Being that it feels like Royals playoff appearances are approaching Halley’s Comet rarity, the first thing we wanted to do with this data is attempt to answer how we may fare in our home playoff game this week. This game was already a rock solid sellout, including standing room only tickets, before the team even earned a playoff spot officially. Our gut told us that the Royals have not historically performed well in a few of the highly attended games we have made it to over the last three decades, such as Opening Days or against popular opponents. So we set out to determine if there is a correlation between the team’s winning percentage and their home attendance.

Explore the viz for yourself by clicking a circle to filter the graphic and the data below. You can also filter the statistics by each five-year ‘generation’.

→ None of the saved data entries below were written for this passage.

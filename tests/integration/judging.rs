//! Integration tests for parser + judge pipeline
//! Tests suite loading, verdicts and reports

use revint::{Judge, ParseMode, Suite, TestCase, Verdict};
use std::fs;
use tempfile::NamedTempFile;

#[test]
fn test_judge_reverse_integer_suite_from_file() {
    let temp_file = NamedTempFile::new().unwrap();
    fs::write(
        &temp_file,
        r#"{
            "name": "reverse-integer",
            "testCases": [
                { "input": "123", "expectedOutput": "321" },
                { "input": "-123", "expectedOutput": "-321" },
                { "input": "120", "expectedOutput": 21 },
                { "input": 1534236469, "expectedOutput": "0", "isHidden": true }
            ]
        }"#,
    )
    .unwrap();

    let suite = Suite::load(temp_file.path()).unwrap();
    let report = Judge::new().run_suite(&suite);

    assert_eq!(report.name, "reverse-integer");
    assert_eq!(report.status, Verdict::Accepted);
    assert_eq!(report.passed, 4);
    assert!(report.results.iter().all(|result| result.passed));
}

#[test]
fn test_verdict_of_first_failure_wins() {
    let suite = Suite::new(
        "mixed",
        vec![
            TestCase::new("123", "321"),
            TestCase::new("120", "210"),
            TestCase::new("[1", "1"),
        ],
    );

    let report = Judge::new().keep_going(true).run_suite(&suite);

    assert_eq!(report.status, Verdict::WrongAnswer);
    assert_eq!(report.results[1].verdict, Verdict::WrongAnswer);
    assert_eq!(report.results[2].verdict, Verdict::RuntimeError);
    assert_eq!(report.failure_reason.as_deref(), Some("Test case 2 failed"));
}

#[test]
fn test_bracketed_single_argument() {
    let result = Judge::new().run_case(0, &TestCase::new("[-120]", "-21"));

    assert_eq!(result.verdict, Verdict::Accepted);
}

#[test]
fn test_strict_judge_on_wide_input() {
    let case = TestCase::new("-8463847412", "-2147483648");

    assert_eq!(Judge::new().run_case(0, &case).verdict, Verdict::Accepted);
    assert_eq!(
        Judge::new().mode(ParseMode::Strict).run_case(0, &case).verdict,
        Verdict::RuntimeError
    );
}

#[test]
fn test_report_round_trips_through_json_fields() {
    let suite = Suite::new("one", vec![TestCase::new("0", "1").hidden()]);
    let report = Judge::new().run_suite(&suite);
    let json = serde_json::to_value(&report).unwrap();

    assert_eq!(json["name"], "one");
    assert_eq!(json["status"], "wrong_answer");
    assert_eq!(json["results"][0]["isHidden"], true);
    assert_eq!(json["results"][0]["expectedOutput"], "1");
    assert_eq!(json["failureReason"], "Test case 1 failed");
}
//! Integration tests for the reversal contract
//! Known values plus properties checked against a string-based reference

use proptest::prelude::*;
use revint::{checked_reverse, reverse, reverse_wide};

#[test]
fn test_documented_examples() {
    assert_eq!(reverse(0), 0);
    assert_eq!(reverse(123), 321);
    assert_eq!(reverse(-123), -321);
    assert_eq!(reverse(120), 21);
    assert_eq!(reverse(1_534_236_469), 0);
    assert_eq!(reverse(-2_147_483_648), 0);
}

#[test]
fn test_trailing_zeros_make_reversal_lossy() {
    // 120 -> 21 -> 12: the zero is gone for good
    assert_eq!(reverse(reverse(120)), 12);
    assert_eq!(reverse(reverse(-9000)), -9);
}

#[test]
fn test_reverse_is_usable_across_threads() {
    let handles: Vec<_> = (0..4)
        .map(|offset| {
            std::thread::spawn(move || (0..1000).map(|x| reverse(x * 7 + offset)).sum::<i32>())
        })
        .collect();
    let sequential: Vec<i32> = (0..4)
        .map(|offset| (0..1000).map(|x| reverse(x * 7 + offset)).sum::<i32>())
        .collect();

    let concurrent: Vec<i32> = handles
        .into_iter()
        .map(|handle| handle.join().unwrap())
        .collect();
    assert_eq!(concurrent, sequential);
}

proptest! {
    #[test]
    fn test_result_is_reversal_or_zero(x in any::<i32>()) {
        let digits: String = x.unsigned_abs().to_string().chars().rev().collect();
        let magnitude: i64 = digits.parse().unwrap();
        let expected = if x < 0 { -magnitude } else { magnitude };

        match i32::try_from(expected) {
            Ok(value) => prop_assert_eq!(reverse(x), value),
            Err(_) => prop_assert_eq!(reverse(x), 0),
        }
    }

    #[test]
    fn test_narrow_and_wide_agree(x in any::<i32>()) {
        prop_assert_eq!(reverse(x), reverse_wide(i64::from(x)));
        prop_assert_eq!(checked_reverse(i64::from(x)).unwrap_or(0), reverse(x));
    }
}
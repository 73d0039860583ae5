//! Judged evaluation harness.
//!
//! One [`EvaluationHarness::run`] is one pass over a dataset: every entry is
//! sent to the judge exactly once, the response is run through
//! [`crate::extract::extract`], and entries that yield a score record end up
//! in the run document. Repetition across runs is the caller's business
//! ([`EvaluationHarness::run_repeated`] is the usual driver).
//!
//! Entries whose response has no score object are left out of the document
//! and listed in `extraction_failures`; aggregation later reads them as zeros.
//! A failed judge call skips only that entry (`call_failures`).

use std::path::{Path, PathBuf};
use std::sync::Arc;

use serde::{Deserialize, Serialize};
use tracing::Instrument;

use crate::composite;
use crate::domain::{
    EntityResult, EvaluationDataset, EvaluationDatasetEntry, LeakJudgeError, PrimaryScores, Result,
    RunResultDocument,
};
use crate::extract::extract;
use crate::judge::{build_request, Judge, JudgeError};
use crate::obs;
use crate::reporting::write_json_atomic;

/// A judge call that failed for one entity.
#[derive(Debug, Clone, PartialEq, Serialize, Deserialize)]
pub struct JudgeFailure {
    pub entity_id: String,
    pub error: String,
}

/// Result of one harness pass.
#[derive(Debug, Clone, Default, PartialEq)]
pub struct HarnessOutcome {
    /// Scored entities.
    pub document: RunResultDocument,
    /// Entities whose judge response contained no score object.
    pub extraction_failures: Vec<String>,
    /// Entities whose judge call failed.
    pub call_failures: Vec<JudgeFailure>,
}

impl HarnessOutcome {
    /// Entities that contributed no record to this run.
    pub fn skipped(&self) -> usize {
        self.extraction_failures.len() + self.call_failures.len()
    }
}

/// Outcome of scoring a single entry.
#[derive(Debug)]
pub enum EntryOutcome {
    Scored(EntityResult),
    ExtractionFailed { raw_response: String },
    CallFailed(JudgeError),
}

/// A run document written by [`EvaluationHarness::run_repeated`].
#[derive(Debug, Clone, PartialEq)]
pub struct RunArtifact {
    pub path: PathBuf,
    pub outcome: HarnessOutcome,
}

/// Drives a [`Judge`] over an [`EvaluationDataset`].
pub struct EvaluationHarness {
    judge: Arc<dyn Judge>,
}

impl EvaluationHarness {
    pub fn new(judge: Arc<dyn Judge>) -> Self {
        Self { judge }
    }

    /// Score one dataset entry.
    pub async fn score_entry(&self, entity_id: &str, entry: &EvaluationDatasetEntry) -> EntryOutcome {
        let request = build_request(entry);
        let raw_response = match self.judge.complete(&request).await {
            Ok(text) => text,
            Err(e) => return EntryOutcome::CallFailed(e),
        };
        tracing::debug!(entity = %entity_id, raw_response = %raw_response, "judge responded");

        let Some(record) = extract(&raw_response) else {
            return EntryOutcome::ExtractionFailed { raw_response };
        };

        let primary = PrimaryScores::from_record(&record);
        let derived = composite::derive(&primary);
        EntryOutcome::Scored(EntityResult::new(entity_id, &primary, &derived))
    }

    /// One pass over `dataset`, in entity-id order.
    pub async fn run(&self, dataset: &EvaluationDataset) -> HarnessOutcome {
        obs::emit_run_started(dataset.len(), &dataset.digest());

        let mut outcome = HarnessOutcome::default();
        for (entity_id, entry) in dataset.iter() {
            match self.score_entry(entity_id, entry).await {
                EntryOutcome::Scored(result) => {
                    obs::emit_entity_scored(entity_id, result.evaluation.len());
                    outcome.document.insert(result);
                }
                EntryOutcome::ExtractionFailed { raw_response } => {
                    obs::emit_extraction_failed(entity_id, &raw_response);
                    outcome.extraction_failures.push(entity_id.to_string());
                }
                EntryOutcome::CallFailed(error) => {
                    obs::emit_judge_failed(entity_id, &error);
                    outcome.call_failures.push(JudgeFailure {
                        entity_id: entity_id.to_string(),
                        error: error.to_string(),
                    });
                }
            }
        }

        obs::emit_run_finished(
            outcome.document.len(),
            outcome.extraction_failures.len(),
            outcome.call_failures.len(),
        );
        outcome
    }

    /// Run `runs` independent passes, writing each document to
    /// `<output_dir>/<prefix><NN>.json`.
    ///
    /// Run numbers start at 1 and are zero-padded to the width of `runs`, so
    /// the files sort in run order.
    ///
    /// Refuses to start when `output_dir` already holds `<prefix>*.json`
    /// files: a later aggregation over the directory would otherwise mix
    /// runs from separate invocations.
    pub async fn run_repeated(
        &self,
        dataset: &EvaluationDataset,
        runs: usize,
        output_dir: &Path,
        prefix: &str,
    ) -> Result<Vec<RunArtifact>> {
        if runs == 0 {
            return Err(LeakJudgeError::InvalidRunCount(runs));
        }
        if output_dir.is_dir() {
            let existing = crate::loader::discover(output_dir, prefix)?;
            if !existing.is_empty() {
                return Err(LeakJudgeError::ExistingRuns {
                    dir: output_dir.to_path_buf(),
                    prefix: prefix.to_string(),
                    count: existing.len(),
                });
            }
        }
        std::fs::create_dir_all(output_dir)?;

        let mut artifacts = Vec::with_capacity(runs);
        for index in 1..=runs {
            let name = run_file_name(prefix, index, runs);
            let outcome = self.run(dataset).instrument(obs::run_span(&name)).await;
            let path = output_dir.join(&name);
            write_json_atomic(&path, &outcome.document)?;
            tracing::info!(path = %path.display(), entities = outcome.document.len(), "run document written");

            artifacts.push(RunArtifact { path, outcome });
        }
        Ok(artifacts)
    }
}

/// File name for run `index` of `total`: `<prefix><index>.json`, zero-padded.
pub fn run_file_name(prefix: &str, index: usize, total: usize) -> String {
    let width = total.max(1).to_string().len();
    format!("{prefix}{index:0width$}.json")
}
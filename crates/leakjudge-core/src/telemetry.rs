//! Tracing initialisation for leakjudge binaries.
//!
//! Call [`init_tracing`] once at program start. Later calls are ignored
//! because the global subscriber can only be set once per process.

use tracing::Level;
use tracing_subscriber::layer::SubscriberExt;
use tracing_subscriber::util::SubscriberInitExt;
use tracing_subscriber::{fmt, EnvFilter};

/// Environment variable consulted before `RUST_LOG`.
pub const LOG_ENV: &str = "LEAKJUDGE_LOG";

/// Initialise the global tracing subscriber.
///
/// * `json` - emit newline-delimited JSON instead of human-readable lines.
/// * `level` - verbosity used when neither `LEAKJUDGE_LOG` nor `RUST_LOG` is set.
///
/// Logs go to stderr so that report output on stdout stays machine-readable.
pub fn init_tracing(json: bool, level: Level) {
    let env_filter = EnvFilter::try_from_env(LOG_ENV)
        .or_else(|_| EnvFilter::try_from_default_env())
        .unwrap_or_else(|_| EnvFilter::new(level.as_str()));

    let layer = fmt::layer().with_target(false).with_writer(std::io::stderr);
    if json {
        tracing_subscriber::registry()
            .with(env_filter)
            .with(layer.json())
            .try_init()
            .ok();
    } else {
        tracing_subscriber::registry()
            .with(env_filter)
            .with(layer)
            .try_init()
            .ok();
    }
}

#[cfg(test)]
mod tests {
    use super::*;

    #[test]
    fn test_init_tracing_is_idempotent() {
        init_tracing(false, Level::INFO);
        init_tracing(true, Level::DEBUG);
    }
}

  • Over the past twenty-nine years, there is a loose correlation between the Royals’ winning percentage and the number of fans in attendance at Kauffman Stadium. In general, as the attendance increases, their winning percentage decreases.

o   Remember, correlation does not necessarily indicate causation. The highly attended Royals games are typically against popular opponents, who have many of their own fans in attendance and are also typically historically competitive franchises.

  • There were nine games with the highest attendance possible, 41,000 – 41,999. The Royals won seven out of those nine games for a winning percentage of .778.

o   However, the current generation of Royals, defined as those who have played during the past five seasons, has never played in front of more than 41,000 fans at home.

o   Further, five of those seven wins were contributed from 1986 – 1990 Royals, who had a perfect winning percentage in front of the maximum crowd.

The bottom line: This data provided several interesting insights into the Royals’ performance at home during our lifetime, but who are we kidding, no Royals fan that is in town and can get their hands on a ticket is going to miss this game. We expect a record crowd regardless of what the statistics say.